A gallery is a void in which virtual space creates microcosms. In this exhibition, this microcosm acts as a catalyst to question the relationship between consciousness and unconsciousness, existence and illusion, and the relationship between the viewer and the artwork. The life-sized square canvases, which are naturally confronted with the white space, create an inexplicable harmony of strings of letters, symbols, perspective drawings and pop fluorescent colors, and the interplay of cosmic, pop-cultural, industrial, social, political, technological and other allusions that allow the viewer to see the work in a different light. It prevents me from “understanding”.

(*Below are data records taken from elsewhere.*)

pub mod error;
pub mod todo_service;
pub mod user_service;

pub use error::{ServiceError, ServiceResult};
pub use todo_service::{ListUpdate, MediaUpload, NewItem, NewList, ShareRequest, TodoService};
pub use user_service::UserService;
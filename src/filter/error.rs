use thiserror::Error;

#[derive(Error, Debug, Clone, PartialEq, Eq)]
pub enum FilterError {
    #[error("Unsupported attribute: {0}")]
    UnsupportedAttribute(String),

    #[error("Invalid sort order: {0}")]
    InvalidSortOrder(String),

    #[error("No accessor registered for attribute {0}")]
    MissingAccessor(&'static str),
}
use serde::{Deserialize, Serialize};
use uuid::Uuid;

#[derive(Debug, Clone, Copy, PartialEq, Eq, Hash, Default, Serialize, Deserialize)]
pub enum PermissionType {
    #[default]
    View,
    Edit,
}

impl PermissionType {
    pub fn as_str(&self) -> &'static str {
        match self {
            PermissionType::View => "View",
            PermissionType::Edit => "Edit",
        }
    }

    pub fn from_raw(raw: &str) -> Option<Self> {
        match raw.trim().to_ascii_lowercase().as_str() {
            "view" | "0" => Some(PermissionType::View),
            "edit" | "1" => Some(PermissionType::Edit),
            _ => None,
        }
    }

    pub fn can_edit(&self) -> bool {
        matches!(self, PermissionType::Edit)
    }
}

/// A grant of access on a list for one non-owner user.
/// At most one share exists per (list_id, shared_with_user_id).
#[derive(Debug, Clone, PartialEq, Eq, Serialize, Deserialize)]
pub struct TodoListShare {
    pub id: Uuid,
    pub list_id: Uuid,
    pub shared_with_user_id: Uuid,
    pub permission: PermissionType,
}

impl TodoListShare {
    pub fn new(list_id: Uuid, shared_with_user_id: Uuid, permission: PermissionType) -> Self {
        Self {
            id: Uuid::new_v4(),
            list_id,
            shared_with_user_id,
            permission,
        }
    }
}
//! Test utilities: an in-memory service stack with a recording sink

use std::sync::{Arc, Mutex};

use async_trait::async_trait;
use serde_json::Value;
use uuid::Uuid;

use crate::auth::AuthUser;
use crate::database::memory::MemoryStore;
use crate::database::models::{PermissionType, TodoList};
use crate::media::MemoryMediaStore;
use crate::observer::{Audience, EventDispatcher, EventName, NotificationSink, ObserverError, TodoEvent, DEFAULT_SINK_TIMEOUT};
use crate::services::{NewList, ShareRequest, TodoService, UserService};

/// Sink that keeps every delivered event in order
#[derive(Debug, Default)]
pub struct RecordingSink {
    events: Mutex<Vec<TodoEvent>>,
}

impl RecordingSink {
    pub fn events(&self) -> Vec<TodoEvent> {
        self.events.lock().map(|events| events.clone()).unwrap_or_default()
    }

    fn record(&self, name: EventName, audience: Audience, payload: Option<Value>) {
        if let Ok(mut events) = self.events.lock() {
            events.push(TodoEvent { name, audience, payload });
        }
    }
}

#[async_trait]
impl NotificationSink for RecordingSink {
    async fn notify_group(&self, group_id: &str, event: EventName, payload: Option<Value>) -> Result<(), ObserverError> {
        let id = Uuid::parse_str(group_id).map_err(|e| ObserverError::SinkError(e.to_string()))?;
        self.record(event, Audience::Group(id), payload);
        Ok(())
    }

    async fn notify_user(&self, user_id: &str, event: EventName, payload: Option<Value>) -> Result<(), ObserverError> {
        let id = Uuid::parse_str(user_id).map_err(|e| ObserverError::SinkError(e.to_string()))?;
        self.record(event, Audience::User(id), payload);
        Ok(())
    }
}

/// Services wired over in-memory backends. Must be created inside a tokio runtime.
pub struct TestContext {
    pub store: Arc<MemoryStore>,
    pub media: Arc<MemoryMediaStore>,
    pub sink: Arc<RecordingSink>,
    pub events: EventDispatcher,
    pub todos: TodoService,
    pub users: UserService,
}

impl TestContext {
    pub fn new() -> Self {
        let store = Arc::new(MemoryStore::new());
        let media = Arc::new(MemoryMediaStore::new());
        let sink = Arc::new(RecordingSink::default());
        let events = EventDispatcher::spawn(sink.clone(), 256, DEFAULT_SINK_TIMEOUT);

        Self {
            todos: TodoService::new(store.clone(), media.clone(), events.clone()),
            users: UserService::new(store.clone()),
            store,
            media,
            sink,
            events,
        }
    }

    /// Register a user and return it as a verified identity
    pub async fn user(&self, name: &str) -> AuthUser {
        let user = self.users.register(name).await.unwrap();
        AuthUser::new(user.id, user.display_name)
    }

    pub async fn list(&self, owner: &AuthUser, title: &str) -> TodoList {
        let request = NewList {
            title: Some(title.to_string()),
        };
        self.todos.create_list(owner, request).await.unwrap()
    }

    pub async fn share(&self, owner: &AuthUser, list_id: Uuid, with: &AuthUser, permission: PermissionType) {
        let request = ShareRequest {
            user_id: Some(with.user_id),
            permission,
        };
        self.todos.share_list(owner, list_id, request).await.unwrap();
    }

    /// Every event delivered so far, after draining the dispatcher
    pub async fn delivered(&self) -> Vec<TodoEvent> {
        self.events.flush().await.unwrap();
        self.sink.events()
    }
}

One side of the three-dimensional work comprising an eye-catching geometric form covers a corner of the space’s concrete (floor), and in the sense that it occupies a part of the floor, the viewer is also equal to the three-dimensional work, and the gap in the structure labeled “HELP ME” suggests the existence of someone monitoring the space from inside the structure, as well as reversing the relationship between the viewer and the work of art (art object) in the space.
In this exhibition, the artworks and the audience interact with each other through the catalyst of the gallery as the “other” with which we coexist as “pairs” but never cross each other, without resorting to words. Obedience to the “understanding” of a concept defined by someone else may be a temporary “happiness”, but is it really?
In the white space, Ho’s work doesn’t attempt to tell us anything. There is only questioning and dialogue.
Who are you? What does truth mean to you?

ARTIST STATEMENT

In “Happiness is Submission to Godzilla,” the innate understanding and experience of 3D geometric figures makes parallels to the similar geometric form and void of the gallery space it exists within. The monolithic polyhedrons fill the void of their own plane of reality as well as monoliths that literally exist on the concrete plane of the gallery floor along with the viewers themselves. The viewers’ fluctuation between geometric illusionism and geometric realism obscures the legibility of each works function. Cosmic, pop cultural, industrial, socio-political, and technological allusions all coalesce into an unfathomable metaphysical conduit, thus denying any resolution a viewer may have with the work. “Happiness is submission to Godzilla” facilitates confirmation bias as a participatory game and a vehicle to communicate with the work in an ever evolving manner, whether the viewer is conscious of this agreement or not.